1.2. De Algemene Huurvoorwaarden maken deel uit van de huurovereenkomst, waarin zij van toepassing zijn verklaard. Indien de bepalingen van de huurovereenkomst afwijken van die van de Algemene Huurvoorwaarden, gaan de bepalingen van de huurovereenkomst voor.
Ten aanzien van zaken die niet in de huurovereenkomst c.q. de Algemene Huurvoorwaarden zijn geregeld gelden de wettelijke bepalingen.
1.3. Deze algemene huurvoorwaarden zijn in overleg met de STOK (vereniging van bewonerscommissies) vastgesteld.

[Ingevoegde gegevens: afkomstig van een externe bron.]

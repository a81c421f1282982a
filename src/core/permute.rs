// openqmc

//! Hash based permutations, the building block for scrambling and
//! shuffling progressive sequences. The hash is the variant originally
//! published by Laine and Karras in "Stratified Sampling for Stochastic
//! Transparency", with the improved constants by Nathan Vegdahl.

use crate::core::bits::reverse_bits_32;

/// Permute the bits of an integer so that lower bits affect higher
/// bits, but never the other way around. Combined with a bit reversal
/// before and after, this forms an efficient hash based Owen scramble.
pub const fn laine_karras_permutation(value: u32, seed: u32) -> u32 {
    let mut value: u32 = value;
    value ^= value.wrapping_mul(0x3d20_adea);
    value = value.wrapping_add(seed);
    value = value.wrapping_mul((seed >> 16) | 1);
    value ^= value.wrapping_mul(0x0552_6c56);
    value ^= value.wrapping_mul(0x53a2_2864);

    value
}

/// Reverse the bit order of an integer, then permute. Randomised with a
/// seed value.
pub const fn reverse_and_shuffle(value: u32, seed: u32) -> u32 {
    laine_karras_permutation(reverse_bits_32(value), seed)
}

/// Compute a hash based Owen scramble of an integer. This can scramble
/// a sequence value, or shuffle the order of a sequence in a
/// progressive friendly manner.
pub const fn shuffle(value: u32, seed: u32) -> u32 {
    reverse_bits_32(reverse_and_shuffle(value, seed))
}
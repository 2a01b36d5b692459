use thiserror::Error as ThisError;

///
/// QueryError
///
/// Failure surfaced by `ResourceQuery::execute`.
/// Simplification itself is total; only the backend can fail a query.
///

#[derive(Debug, ThisError)]
pub enum QueryError {
    #[error("backend request failed: {0}")]
    Backend(#[from] BackendError),
}

///
/// BackendError
///
/// Opaque failure reported by a `ResourceBackend` implementation.
///

#[derive(Clone, Debug, Eq, PartialEq, ThisError)]
#[error("{message}")]
pub struct BackendError {
    pub message: String,
}

impl BackendError {
    pub fn new(message: impl Into<String>) -> Self {
        Self {
            message: message.into(),
        }
    }
}

///
/// BuilderError
///
/// Misuse of the fluent `PredicateBuilder`.
/// Only the first error encountered is reported.
///

#[derive(Clone, Copy, Debug, Eq, PartialEq, ThisError)]
pub enum BuilderError {
    #[error("predicate builder is empty")]
    Empty,

    #[error("expected a property comparison or block")]
    ExpectedOperand,

    #[error("expected `and`/`or` between operands")]
    ExpectedOperator,

    #[error("`end` without a matching `begin`")]
    UnmatchedEnd,

    #[error("{0} block(s) opened with `begin` were never closed")]
    UnclosedBlock(usize),

    #[error("`not` must be followed by an operand or block")]
    DanglingNot,
}

///
/// ConfigError
///

#[derive(Debug, ThisError)]
pub enum ConfigError {
    #[error("invalid query config: {0}")]
    Parse(#[from] toml::de::Error),

    #[error("max_branches must be greater than zero")]
    ZeroMaxBranches,
}
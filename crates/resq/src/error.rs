use derive_more::Display;
use resq_core::error::{BackendError, BuilderError, ConfigError, QueryError};
use serde::{Deserialize, Serialize};
use thiserror::Error as ThisError;

///
/// Error
/// Public error type with a stable kind taxonomy.
///

#[derive(Clone, Debug, Deserialize, Eq, PartialEq, Serialize, ThisError)]
#[error("{kind}: {message}")]
pub struct Error {
    pub kind: ErrorKind,
    pub message: String,
}

impl Error {
    pub fn new(kind: ErrorKind, message: impl Into<String>) -> Self {
        Self {
            kind,
            message: message.into(),
        }
    }
}

impl From<QueryError> for Error {
    fn from(err: QueryError) -> Self {
        match err {
            QueryError::Backend(err) => err.into(),
        }
    }
}

impl From<BackendError> for Error {
    fn from(err: BackendError) -> Self {
        Self::new(ErrorKind::Backend, err.message)
    }
}

impl From<BuilderError> for Error {
    fn from(err: BuilderError) -> Self {
        Self::new(ErrorKind::Builder, err.to_string())
    }
}

impl From<ConfigError> for Error {
    fn from(err: ConfigError) -> Self {
        Self::new(ErrorKind::Config, err.to_string())
    }
}

///
/// ErrorKind
///

#[derive(Clone, Copy, Debug, Deserialize, Display, Eq, PartialEq, Serialize)]
pub enum ErrorKind {
    #[display("backend")]
    Backend,

    #[display("builder")]
    Builder,

    #[display("config")]
    Config,
}

///
/// TESTS
///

Artikel 2 Meer dan één huurder
2.1. De in de aanhef van de huurovereenkomst genoemde huurders hebben elk een zelfstandig en volledig recht van huur dat zij gelijktijdig en met eerbiediging van elkaars rechten uitoefenen.
2.2. De huurprijs en de servicekosten zijn slechts enkelvoudig verschuldigd voor de hierboven bedoelde huurrechten gezamenlijk. Indien de overeenkomst ten aanzien van één of een aantal huurders eindigt, blijft (blijven) de andere huurder(s) het volledige bedrag van de huurprijs en servicekosten verschuldigd.
2.3. Elk van de huurders (en – indien van toepassing – elk van de medehuurders) is hoofdelijk aansprakelijk voor het gehele bedrag van de prijs en voor alle overige verplichtingen die voor hem en voor de andere huurder(s) uit deze overeenkomst en de wet voortvloeien.
2.4. Om de overeenkomst ten aanzien van alle (mede)huurders te doen eindigen, moet de opzegging aan of door elk van hen geschieden. Vindt de opzegging aan of door een of een aantal van hen plaats dan duurt de overeenkomst ten aanzien van de andere huurder(s) ongewijzigd voort.
In een dergelijk geval zal de verhuurder aan de achterblijvende huurder een voorstel doen tot het opmaken van een opnamerapport waarin een beschrijving van de woning zal worden gemaakt
2.5 De in de aanhef genoemde huurders kunnen slechts gezamenlijk de huur opzeggen, tenzij verhuurder uitdrukkelijk instemt met een enkelvoudige beëindiging door één van de in de aanhef genoemde huurders of de Wet de verhuurder daartoe verplicht.
2.6 De persoon of personen, die het medehuurderschap hebben verkregen zet(ten) de huurovereenkomst als huurder voort, wanneer de huurovereenkomst met de huurder is beëindigd, doch onder de voorwaarde dat xxxxxxx van de betreffende medehuurders een huisvestingsvergunning is verleend.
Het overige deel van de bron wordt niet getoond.